Levi's Sizes Up Your Ass
Latest- This makes so much sense! Levi’s sizing system is now taking into account one very important metric: your ass. Because bodies are three-dimensional, and sometimes people with the same measurements are very different shapes.
From this season on, women’s jeans in the same waist sizes will be graded Slight Curve, Demi Curve, or Bold Curve, to reflect smaller or larger differences between waist and hip size. The company based its new sizing system on anthropometric data from 60,000 female body scans in 13 countries, and the initial roll-out includes jeans sized 22-34. [WWD]
- Kate Moss — rocking a shaggy pixie cut — Naomi Campbell, and Lady Gaga each got a cover of i-D. [HuffPo]
- Wal-Mart has given around $460,000, or 54% of its PAC money, to Democratic candidates in the House and Senate so far this election cycle, and 45% to Republicans. In 2008’s elections, the retailer gave $655,000 to Republicans and $573,000 to Democrats. [WWD]
- Terry Richardson, who wouldn’t know a new concept if it gave him a blow job, shot Sisley‘s campaign again. [Copyranter]
- Isabel Toledo‘s husband, the fashion illustrator Ruben, played in German performance artist/countertenor Klaus Nomi‘s band in the early 80s, before Nomi’s life was claimed by AIDS. “He played a homemade sci-fi tambourine and two bamboo sticks,” reports the designer. [WWD]
- Former chess champ Carmen Kass attributes her modeling success to the game. “Chess trains you to see through the head. You can make better choices, you can analyse good and bad, and you can see further. Life is a chain of command — basically, one thing leads to another, and if you make the wrong move, there are consequences.” [Vogue UK]

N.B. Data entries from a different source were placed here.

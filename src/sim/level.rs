//! Level content
//!
//! The simulation only needs a list of bricks and walls per level. Where they
//! come from is behind `LevelProvider`; `PatternLevels` is the stock set of
//! hand-designed grid patterns.

use rand::{Rng, SeedableRng};
use rand_pcg::Pcg32;

use super::rect::Rect;
use super::state::{Arena, Brick, PowerUpKind, Wall};

/// Bricks and walls for one level
#[derive(Debug, Clone, Default, PartialEq)]
pub struct LevelLayout {
    pub bricks: Vec<Brick>,
    pub walls: Vec<Wall>,
}

/// Produces level geometry for the simulation
pub trait LevelProvider {
    /// Build level `level` (1-based) for the given arena.
    ///
    /// `rng` is the simulation's generator; use it for any random choice
    /// that should follow the run seed.
    fn load_level(&self, level: u32, arena: Arena, rng: &mut Pcg32) -> LevelLayout;
}

/// Row colours, cycled top to bottom
pub const PALETTE: [u32; 5] = [
    0xB44CE4, // Purple
    0x5FA7FF, // Blue
    0x79EB5C, // Green
    0xFFE066, // Yellow
    0xFF5D5D, // Red
];

pub const WALL_COLOR: u32 = 0x808080;

/// Largest brick edge
const MAX_BRICK_SIZE: i32 = 30;
/// Brick edge is at most arena width / this
const BRICK_DIVISIONS: i32 = 10;
const MAX_COLUMNS: i32 = 20;
/// Top of the first brick row
const GRID_TOP: i32 = 40;
/// Seed base for the scatter level (layout is fixed per level, not per run)
const SCATTER_SEED: u64 = 12345;

const HEART: [[u8; 7]; 6] = [
    [0, 1, 1, 0, 1, 1, 0],
    [1, 1, 1, 1, 1, 1, 1],
    [1, 1, 1, 1, 1, 1, 1],
    [0, 1, 1, 1, 1, 1, 0],
    [0, 0, 1, 1, 1, 0, 0],
    [0, 0, 0, 1, 0, 0, 0],
];

/// Square-cell grid centred horizontally in the arena
#[derive(Debug, Clone, Copy)]
struct Grid {
    cell: i32,
    cols: i32,
    left: i32,
}

impl Grid {
    fn new(arena: Arena) -> Self {
        let cell = (arena.width / BRICK_DIVISIONS).clamp(1, MAX_BRICK_SIZE);
        let cols = (arena.width / cell).clamp(1, MAX_COLUMNS);
        let left = ((arena.width - cols * cell) / 2).max(0);
        Self { cell, cols, left }
    }

    fn rect(&self, x: i32, row: i32) -> Rect {
        Rect::new(x, GRID_TOP + row * self.cell, self.cell, self.cell)
    }

    fn cell_rect(&self, col: i32, row: i32) -> Rect {
        self.rect(self.left + col * self.cell, row)
    }

    fn brick(&self, col: i32, row: i32) -> Brick {
        brick(self.cell_rect(col, row), row)
    }

    /// Every cell in `rows` rows for which `keep(col, row)` holds
    fn fill(&self, rows: i32, keep: impl Fn(i32, i32) -> bool) -> Vec<Brick> {
        let mut bricks = Vec::new();
        for row in 0..rows {
            for col in 0..self.cols {
                if keep(col, row) {
                    bricks.push(self.brick(col, row));
                }
            }
        }
        bricks
    }
}

fn brick(rect: Rect, row: i32) -> Brick {
    Brick {
        rect,
        color: PALETTE[row as usize % PALETTE.len()],
        destroyed: false,
        power_up: None,
    }
}

/// The stock level set
#[derive(Debug, Clone, Copy, Default)]
pub struct PatternLevels;

impl PatternLevels {
    /// Number of distinct patterns
    pub const LEVEL_COUNT: u32 = 10;

    /// Geometry only, no power-up tags
    pub fn layout(level: u32, arena: Arena) -> LevelLayout {
        let grid = Grid::new(arena);
        let cols = grid.cols;

        match level {
            // Straight rows
            1 => LevelLayout {
                bricks: grid.fill(5, |_, _| true),
                walls: Vec::new(),
            },
            // Checkerboard
            2 => LevelLayout {
                bricks: grid.fill(6, |c, r| (r + c) % 2 == 0),
                walls: Vec::new(),
            },
            // Pyramid
            3 => {
                let mut bricks = Vec::new();
                for row in 0..6 {
                    let count = (cols - row * 2).max(1);
                    let x0 = grid.left + row * (grid.cell / 2);
                    for c in 0..count {
                        bricks.push(brick(grid.rect(x0 + c * grid.cell, row), row));
                    }
                }
                LevelLayout {
                    bricks,
                    walls: Vec::new(),
                }
            }
            // Zigzag
            4 => LevelLayout {
                bricks: grid.fill(6, |c, r| {
                    (r % 2 == 0 && c % 3 != 0) || (r % 2 == 1 && c % 3 == 0)
                }),
                walls: Vec::new(),
            },
            // Hollow rectangle
            5 => LevelLayout {
                bricks: grid.fill(6, |c, r| r == 0 || r == 5 || c == 0 || c == cols - 1),
                walls: Vec::new(),
            },
            // Scatter, fixed per level
            6 => {
                let mut scatter = Pcg32::seed_from_u64(SCATTER_SEED + level as u64);
                let mut bricks = Vec::new();
                for row in 0..7 {
                    for col in 0..cols {
                        if scatter.random_bool(0.45) {
                            bricks.push(grid.brick(col, row));
                        }
                    }
                }
                LevelLayout {
                    bricks,
                    walls: Vec::new(),
                }
            }
            // Diamond between two indestructible pillars
            7 => {
                let rows = 7;
                let mid = cols / 2;
                let mut walls = Vec::new();
                if cols >= 3 {
                    for row in 0..rows {
                        for col in [0, cols - 1] {
                            walls.push(Wall {
                                rect: grid.cell_rect(col, row),
                                color: WALL_COLOR,
                            });
                        }
                    }
                }
                let bricks = grid
                    .fill(rows, |c, r| (mid - r..=mid + r).contains(&c))
                    .into_iter()
                    .filter(|b| !walls.iter().any(|w| w.rect.intersects(&b.rect)))
                    .collect();
                LevelLayout { bricks, walls }
            }
            // Heart
            8 => {
                let offset = ((cols - HEART[0].len() as i32) / 2).max(0);
                let mut bricks = Vec::new();
                for (row, line) in HEART.iter().enumerate() {
                    for (col, cell) in line.iter().enumerate() {
                        let col = offset + col as i32;
                        if *cell == 1 && col < cols {
                            bricks.push(grid.brick(col, row as i32));
                        }
                    }
                }
                LevelLayout {
                    bricks,
                    walls: Vec::new(),
                }
            }
            // Sine wave
            9 => LevelLayout {
                bricks: grid.fill(8, |c, r| ((c as f32 * 0.6).sin() * 2.0 + 3.0) as i32 == r),
                walls: Vec::new(),
            },
            // Cross
            10 => LevelLayout {
                bricks: grid.fill(9, |c, r| c == cols / 2 || r == 4),
                walls: Vec::new(),
            },
            _ => {
                log::warn!("No pattern for level {}, using level 1", level);
                Self::layout(1, arena)
            }
        }
    }
}

impl LevelProvider for PatternLevels {
    fn load_level(&self, level: u32, arena: Arena, rng: &mut Pcg32) -> LevelLayout {
        let mut layout = Self::layout(level, arena);
        assign_power_ups(&mut layout.bricks, rng);
        layout
    }
}

/// Tag `min(3, max(1, n / 20))` random bricks, cycling through the power-up kinds
pub fn assign_power_ups(bricks: &mut [Brick], rng: &mut Pcg32) {
    if bricks.is_empty() {
        return;
    }
    let count = (bricks.len() / 20).clamp(1, 3);
    for i in 0..count {
        let index = rng.random_range(0..bricks.len());
        bricks[index].power_up = Some(PowerUpKind::ROTATION[i % PowerUpKind::ROTATION.len()]);
    }
}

- Alexander Wang‘s campaign for his lower-priced T line features Zoe Kravitz. [WWD]
- Tom Mycoskie of Toms Shoes says his company is about to give away its millionth pair of shoes, in Argentina. Toms, founded in 2006, donates one pair of shoes to needy children for every pair it sells, for $44-$95, in stores like Neiman Marcus. [WWD]

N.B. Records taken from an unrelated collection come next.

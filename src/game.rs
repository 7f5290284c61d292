//! Game controller
//!
//! Owns the simulation state, the level source and the audio sink. Hosts feed
//! it input intents and wall-clock time; it turns those into fixed-rate ticks
//! and hands back snapshots for drawing.

use crate::audio::{AudioSink, NullAudio};
use crate::consts::{MAX_SUBSTEPS, TICK_SECONDS};
use crate::sim::{
    Arena, GamePhase, GameState, LevelProvider, PatternLevels, Snapshot, TickInput, reflow,
    restart, select_level, tick, toggle_pause,
};
use crate::tuning::{Tuning, TuningError};

/// Longest frame gap fed into the accumulator, in seconds
const MAX_FRAME_SECONDS: f32 = 0.25;

pub struct Game<L: LevelProvider = PatternLevels, A: AudioSink = NullAudio> {
    state: GameState,
    levels: L,
    audio: A,
    input: TickInput,
    accumulator: f32,
}

impl Game {
    /// Stock levels, no audio
    pub fn with_defaults(seed: u64) -> Self {
        Game::start(seed, Tuning::default(), Arena::default(), PatternLevels, NullAudio)
    }
}

impl<L: LevelProvider, A: AudioSink> Game<L, A> {
    /// Build a game and start a session at level 1.
    ///
    /// Fails if `tuning` would leave the game without a moving ball.
    pub fn new(
        seed: u64,
        tuning: Tuning,
        arena: Arena,
        levels: L,
        audio: A,
    ) -> Result<Self, TuningError> {
        tuning.validate()?;
        Ok(Self::start(seed, tuning, arena, levels, audio))
    }

    fn start(seed: u64, tuning: Tuning, arena: Arena, levels: L, mut audio: A) -> Self {
        let mut state = GameState::new(seed, tuning, arena);
        restart(&mut state, &levels, &mut audio);
        log::info!("Game created with seed {}", seed);
        Self {
            state,
            levels,
            audio,
            input: TickInput::default(),
            accumulator: 0.0,
        }
    }

    pub fn state(&self) -> &GameState {
        &self.state
    }

    pub fn audio(&self) -> &A {
        &self.audio
    }

    pub fn phase(&self) -> GamePhase {
        self.state.session.phase
    }

    pub fn set_moving_left(&mut self, held: bool) {
        self.input.move_left = held;
    }

    pub fn set_moving_right(&mut self, held: bool) {
        self.input.move_right = held;
    }

    /// Centre the paddle on `x` at the next tick
    pub fn set_paddle_target_x(&mut self, x: i32) {
        self.input.target_x = Some(x);
    }

    pub fn toggle_pause(&mut self) -> GamePhase {
        let phase = toggle_pause(&mut self.state, &mut self.audio);
        self.accumulator = 0.0;
        phase
    }

    pub fn restart(&mut self) {
        restart(&mut self.state, &self.levels, &mut self.audio);
        self.reset_clock();
    }

    pub fn select_level(&mut self, level: u32) {
        select_level(&mut self.state, level, &self.levels, &mut self.audio);
        self.reset_clock();
    }

    /// New surface size; the current level is rebuilt to fit
    pub fn reflow(&mut self, width: i32, height: i32) {
        reflow(&mut self.state, Arena::new(width, height), &self.levels);
        self.reset_clock();
    }

    /// Run exactly one tick
    pub fn step(&mut self) {
        tick(&mut self.state, &self.input, &self.levels, &mut self.audio);

        // Clear one-shot inputs after processing
        self.input.target_x = None;
    }

    /// Feed elapsed wall-clock time and run however many ticks are due.
    /// Returns the number of ticks run.
    pub fn advance(&mut self, elapsed: f32) -> u32 {
        if self.state.session.phase != GamePhase::Playing {
            self.accumulator = 0.0;
            return 0;
        }

        self.accumulator += elapsed.clamp(0.0, MAX_FRAME_SECONDS);

        let mut substeps = 0;
        while self.accumulator >= TICK_SECONDS && substeps < MAX_SUBSTEPS {
            self.step();
            self.accumulator -= TICK_SECONDS;
            substeps += 1;

            if self.state.session.phase != GamePhase::Playing {
                self.accumulator = 0.0;
                break;
            }
        }

        // Too far behind: drop the backlog instead of catching up
        if substeps == MAX_SUBSTEPS && self.accumulator >= TICK_SECONDS {
            log::debug!("Dropping {:.3}s of simulation backlog", self.accumulator);
            self.accumulator = 0.0;
        }
        substeps
    }

    pub fn snapshot(&self) -> Snapshot {
        Snapshot::capture(&self.state)
    }

    fn reset_clock(&mut self) {
        self.accumulator = 0.0;
        self.input = TickInput::default();
    }
}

- Unless this is an old piece that has been re-gurgitated by mistake — and its author, Hilary Alexander, does get Anna Wintour‘s age wrong — this reads as though Alexander literally just woke up, decided to read some two-year-old gossip about Wintour’s retirement, and wrote a tendentious opinion column about it. Maybe she should turn on the Internet more often; it might keep her up-to-date. [Telegraph]
- Women are supposedly buying fewer thongs and more “big pants,” because of Mad Men. [Daily Mail]
- Male model Jon Kortajarena, who had a supporting role in A Single Man as a hustler, looks fantastic in the new Pepe Jeans campaign. Oh, yeah — Alexa Chung is also in it. [Telegraph]
- Tinsley Mortimer has around 500-1,000 pairs of shoes. She’s not sure exactly how many because a bunch are in storage. [WWD]
- Charles Guislain, 16, lives in Paris and likes fashion — this much you could tell from the YouTube videos Diane Pernet keeps making of him, and the fact that he caught the eye of Tim Walker, who shot Guislain for Vogue Italia. Guislain says he’s reading Rimbaud, Barthes, and Proust for school, and says that in fashion, “there are too many rude people. People forget that fashion can also be funny.” [T]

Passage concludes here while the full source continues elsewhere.